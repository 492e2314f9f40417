//! PortSweeper engine - Blocking entry point to the library.
//!
//! This module wires the platform scanner and killer into the application
//! services and exposes them as plain synchronous calls. Async work runs on
//! a private single-threaded runtime.

use tokio::runtime::{Builder, Runtime};

use crate::adapters::{PortScanner, ProcessKiller};
use crate::application::{PortService, TerminationService};
use crate::config::{ConfigStore, Settings};
use crate::domain::{Classifier, PortFinding, TerminationOutcome};
use crate::error::Result;

/// The main PortSweeper engine.
///
/// Holds no port state: every query scans the system again.
///
/// # Usage Pattern
/// ```no_run
/// use portsweep_core::PortSweeper;
///
/// let sweeper = PortSweeper::new()?;
/// for finding in sweeper.get_development_ports()? {
///     println!("{}", finding);
/// }
/// # Ok::<(), portsweep_core::Error>(())
/// ```
pub struct PortSweeper {
    service: TerminationService<PortScanner, ProcessKiller>,
    settings: Settings,
    runtime: Runtime,
}

impl PortSweeper {
    /// Create an engine with the built-in tables and timings.
    pub fn new() -> Result<Self> {
        Self::with_settings(Settings::default())
    }

    /// Create an engine from explicit settings.
    pub fn with_settings(settings: Settings) -> Result<Self> {
        settings.validate()?;
        Ok(Self::assemble(settings, Self::runtime()?))
    }

    /// Create an engine from the settings file behind `store`.
    pub fn from_config(store: &ConfigStore) -> Result<Self> {
        let runtime = Self::runtime()?;
        let settings = runtime.block_on(store.load())?;
        Ok(Self::assemble(settings, runtime))
    }

    fn runtime() -> Result<Runtime> {
        // Single-threaded runtime: calls are sequential and short-lived.
        Ok(Builder::new_current_thread().enable_all().build()?)
    }

    fn assemble(settings: Settings, runtime: Runtime) -> Self {
        let classifier = settings.classifier();
        let scanner = PortScanner::with_classifier(classifier.clone(), settings.command_max_length);
        let killer = ProcessKiller::with_poll_interval(settings.poll_interval());
        let service = TerminationService::new(
            PortService::new(scanner, classifier),
            killer,
            settings.grace_period(),
        );

        Self {
            service,
            settings,
            runtime,
        }
    }

    // MARK: - Inventory

    /// All listening ports, sorted by port.
    pub fn list_listening_ports(&self) -> Result<Vec<PortFinding>> {
        self.runtime
            .block_on(self.service.ports().list_listening_ports())
    }

    /// Listening ports inside the development ranges.
    pub fn get_development_ports(&self) -> Result<Vec<PortFinding>> {
        self.runtime.block_on(self.service.ports().development_ports())
    }

    /// The finding for `port`, or `None` when nothing listens there.
    pub fn get_port_info(&self, port: u16) -> Result<Option<PortFinding>> {
        self.runtime.block_on(self.service.ports().port_info(port))
    }

    // MARK: - Classification

    /// Check a port against the configured development ranges.
    pub fn is_development_port(&self, port: u16) -> bool {
        self.service.ports().is_development_port(port)
    }

    /// Check a process name against the configured protected set.
    pub fn is_protected(&self, process_name: &str) -> bool {
        self.classifier().is_protected(process_name)
    }

    /// Classification tables in effect.
    pub fn classifier(&self) -> &Classifier {
        self.service.ports().classifier()
    }

    /// Settings the engine was built from.
    pub fn settings(&self) -> &Settings {
        &self.settings
    }

    // MARK: - Termination

    /// Terminate a process by PID. Returns `true` if it is no longer running.
    pub fn terminate_process(&self, pid: u32, force: bool) -> bool {
        self.runtime
            .block_on(self.service.terminate_process(pid, force))
    }

    /// Terminate a process by PID, reporting the exact outcome.
    pub fn terminate_process_detailed(&self, pid: u32, force: bool) -> TerminationOutcome {
        self.runtime
            .block_on(self.service.terminate_process_detailed(pid, force))
    }

    /// Terminate the process listening on `port`.
    ///
    /// Returns `Ok(false)` if nothing listens there or termination failed.
    pub fn terminate_port(&self, port: u16, force: bool) -> Result<bool> {
        self.runtime
            .block_on(self.service.terminate_port(port, force))
    }

    /// Terminate every unprotected process on a development port.
    ///
    /// Returns how many were terminated.
    pub fn terminate_all_development_ports(&self, force: bool) -> Result<usize> {
        self.runtime
            .block_on(self.service.terminate_all_development_ports(force))
    }
}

WHAT IS EXPECTED: Set down exactly what runs from the line containing "tables in effect." through the last line above, both lines included.

TASK ANSWER:
    /// Classification tables in effect.
    pub fn classifier(&self) -> &Classifier {
        self.service.ports().classifier()
    }

    /// Settings the engine was built from.
    pub fn settings(&self) -> &Settings {
        &self.settings
    }

    // MARK: - Termination

    /// Terminate a process by PID. Returns `true` if it is no longer running.
    pub fn terminate_process(&self, pid: u32, force: bool) -> bool {
        self.runtime
            .block_on(self.service.terminate_process(pid, force))
    }

    /// Terminate a process by PID, reporting the exact outcome.
    pub fn terminate_process_detailed(&self, pid: u32, force: bool) -> TerminationOutcome {
        self.runtime
            .block_on(self.service.terminate_process_detailed(pid, force))
    }

    /// Terminate the process listening on `port`.
    ///
    /// Returns `Ok(false)` if nothing listens there or termination failed.
    pub fn terminate_port(&self, port: u16, force: bool) -> Result<bool> {
        self.runtime
            .block_on(self.service.terminate_port(port, force))
    }

    /// Terminate every unprotected process on a development port.
    ///
    /// Returns how many were terminated.
    pub fn terminate_all_development_ports(&self, force: bool) -> Result<usize> {
        self.runtime
            .block_on(self.service.terminate_all_development_ports(force))
    }
}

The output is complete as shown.